“Do you believe that success comes to those who have a special bent or taste, which they cultivate by hard work?”

“I can only answer that out of my literary experience. For my own part, I believe I have never got any good from a book, that I did not read merely because I wanted to read it. I think this may be applied to anything a person does. The book, I know, which you read from a sense of duty, or because for any reason you must, is apt to yield you little. This, I think, is also true of everything, and the endeavor that does one good—and lasting good,—is the endeavor one makes with pleasure. Labor done in another spirit will serve in a way, but pleasurable labor brings, on the whole, I think, the greatest reward.”

Referring again to his early years, it was remarked: “A definite literary ambition grew up in me; and in the long reveries of the afternoon, when I was distributing my case in the printing-office, I fashioned a future of over-powering magnificence and undying celebrity.
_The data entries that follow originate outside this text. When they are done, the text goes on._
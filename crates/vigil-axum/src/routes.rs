//! Route definitions and router construction.

use axum::Router;
use axum::http::HeaderValue;
use axum::routing::get;
use tower_http::cors::{Any, CorsLayer};

use crate::bootstrap::CorsConfig;
use crate::handlers;
use crate::state::AppState;

/// Build CORS layer from configuration.
fn build_cors_layer(config: &CorsConfig) -> CorsLayer {
    match config {
        CorsConfig::AllowAll => CorsLayer::new()
            .allow_origin(Any)
            .allow_methods(Any)
            .allow_headers(Any),
        CorsConfig::AllowOrigins(origins) => {
            let allowed: Vec<HeaderValue> = origins.iter().filter_map(|o| o.parse().ok()).collect();
            CorsLayer::new()
                .allow_origin(allowed)
                .allow_methods(Any)
                .allow_headers(Any)
        }
    }
}

/// API routes without the `/api` prefix.
fn api_routes() -> Router<AppState> {
    Router::new()
        .route("/services", get(handlers::snapshot::services))
        .route("/hosts", get(handlers::snapshot::hosts))
        .route("/hosts/{host}", get(handlers::snapshot::host))
        .route(
            "/hosts/{host}/services",
            get(handlers::snapshot::host_services),
        )
        .route("/status", get(handlers::snapshot::status))
        .route("/events", get(handlers::events::stream))
}

/// Create the main router.
pub fn create_router(state: AppState, cors: &CorsConfig) -> Router {
    Router::new()
        .route("/health", get(|| async { "OK" }))
        .nest("/api", api_routes())
        .layer(build_cors_layer(cors))
        .with_state(state)
}
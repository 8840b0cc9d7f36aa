//! Provider contract for "current state" backends.
//!
//! Given a host, a provider returns the current list of services and their
//! state. Poll watchers call it on every tick; push watchers use the
//! equivalent enumeration of their event feed for discovery sweeps.
//!
//! # Design Notes
//!
//! - Core owns the trait (pure)
//! - Runtime owns the HTTP implementation
//! - An `Err` means "the host is unreachable for this call"

use std::time::Instant;

use async_trait::async_trait;
use thiserror::Error;

use crate::domain::{ServiceObservation, SourceKind};

/// Errors returned by a provider call.
#[derive(Debug, Error)]
pub enum ProviderError {
    /// The host could not be contacted.
    #[error("Host unreachable: {0}")]
    Unreachable(String),

    /// The call did not finish before its deadline.
    #[error("Request timed out")]
    Timeout,

    /// The host answered with something that is not a service list.
    #[error("Invalid response: {0}")]
    InvalidResponse(String),

    /// The provider has no configuration for this host.
    #[error("Unknown host: {0}")]
    UnknownHost(String),
}

/// Port for fetching the current services of a host.
#[async_trait]
pub trait ServiceProvider: Send + Sync {
    /// Source label attached to every observation this provider returns.
    fn source(&self) -> SourceKind;

    /// Fetch the current service list for `host`.
    ///
    /// Implementations must give up once `deadline` has passed and return
    /// [`ProviderError::Timeout`].
    async fn get_services(
        &self,
        host: &str,
        deadline: Instant,
    ) -> Result<Vec<ServiceObservation>, ProviderError>;
}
I should be ashamed to say what literary triumphs I achieved in those preposterous deliriums. But I realize now that such dreams are nerving, and sustain one in an otherwise barren struggle.”

“Were you ever tempted and willing to abandon your object of a literary life for something else?”

“I was, once. My first and only essay aside from literature was in the realm of law. It was arranged with a United States Senator that I should study law in his office. I tried it a month, but almost from the first day, I yearned to return to my books. I had not only to go back to literature, but to the printing-office, and I gladly chose to do it,—a step I never regretted.

AS TO A HAPPY LIFE,

it was said by Mr. Howells, at the close of our interview:—

“I have come to see life, not as the chase of a forever-impossible personal happiness, but as a field for endeavor toward the happiness of the whole human family. There is no other success. I know, indeed, of nothing more subtly satisfying and cheering than a knowledge of the real good will and appreciation of others. Such happiness does not come with money, nor does it flow from a fine physical state. It cannot be bought. But it is the keenest joy, after all; and the toiler’s truest and best reward.”